| Exercise goal |
Please output exactly the run of lines that starts at the line with "let input = &values[..24];" and ends at the last line of the records below.

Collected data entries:
◆ ◆ ◆ ◆ ◆
//! Read-only blob sources (bucket + object key → byte stream).

pub mod fs;
pub mod in_memory;

use std::io::Read;

use thiserror::Error;

pub use fs::FsBlobSource;
pub use in_memory::InMemoryBlobSource;

#[derive(Debug, Error)]
pub enum BlobError {
    #[error("object not found: {bucket}/{object}")]
    NotFound { bucket: String, object: String },

    #[error("invalid object key: {0}")]
    InvalidKey(String),

    #[error("blob I/O error: {0}")]
    Io(String),
}

/// Streaming access to a named object.
///
/// Callers read incrementally; implementations must not buffer the whole
/// object up front.
pub trait BlobSource: Send + Sync {
    fn open(&self, bucket: &str, object: &str) -> Result<Box<dyn Read + Send>, BlobError>;
}

impl<B> BlobSource for std::sync::Arc<B>
where
    B: BlobSource + ?Sized,
{
    fn open(&self, bucket: &str, object: &str) -> Result<Box<dyn Read + Send>, BlobError> {
        (**self).open(bucket, object)
    }
}
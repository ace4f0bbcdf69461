use criterion::{black_box, criterion_group, criterion_main, BenchmarkId, Criterion, Throughput};

use meterflow_ai::{MlpRegressor, SequenceModel, Standardizer, Trainer, TrainerConfig};
use meterflow_core::Window;
use rand::SeedableRng;
use rand::rngs::StdRng;

/// Quarter-hourly load curve with a daily cycle.
fn daily_curve(points: usize) -> Vec<f64> {
    (0..points)
        .map(|i| 50.0 + 20.0 * ((i % 96) as f64 / 96.0 * std::f64::consts::TAU).sin())
        .collect()
}

fn bench_windowing(c: &mut Criterion) {
    let mut group = c.benchmark_group("windowing");
    let window = Window::new(24).unwrap();
    for points in [1_000usize, 10_000] {
        let values = daily_curve(points);
        group.throughput(Throughput::Elements(points as u64));
        group.bench_with_input(BenchmarkId::new("training_pairs", points), &values, |b, v| {
            b.iter(|| black_box(window.training_pairs(black_box(v))))
        });
    }
    group.finish();
}

fn bench_training(c: &mut Criterion) {
    let mut group = c.benchmark_group("training");
    group.sample_size(10);
    let set = Window::new(24).unwrap().training_pairs(&daily_curve(2_000));
    for epochs in [1usize, 5] {
        let trainer = Trainer::new(TrainerConfig {
            epochs,
            patience: epochs,
            ..TrainerConfig::default()
        });
        group.bench_with_input(BenchmarkId::new("fit", epochs), &set, |b, s| {
            b.iter(|| black_box(trainer.fit(s).unwrap()))
        });
    }
    group.finish();
}

fn bench_inference(c: &mut Criterion) {
    let mut rng = StdRng::seed_from_u64(42);
    let values = daily_curve(96);
    let model = MlpRegressor::initialise(24, 50, Standardizer::fit(&values), &mut rng);
    let input = &values[..24];
    c.bench_function("mlp_predict_w24_h50", |b| {
        b.iter(|| black_box(model.predict(black_box(input)).unwrap()))
    });
}

criterion_group!(benches, bench_windowing, bench_training, bench_inference);
criterion_main!(benches);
◆ ◆ ◆ ◆ ◆
| Result of this exercise |
    let input = &values[..24];
    c.bench_function("mlp_predict_w24_h50", |b| {
        b.iter(|| black_box(model.predict(black_box(input)).unwrap()))
    });
}

criterion_group!(benches, bench_windowing, bench_training, bench_inference);
criterion_main!(benches);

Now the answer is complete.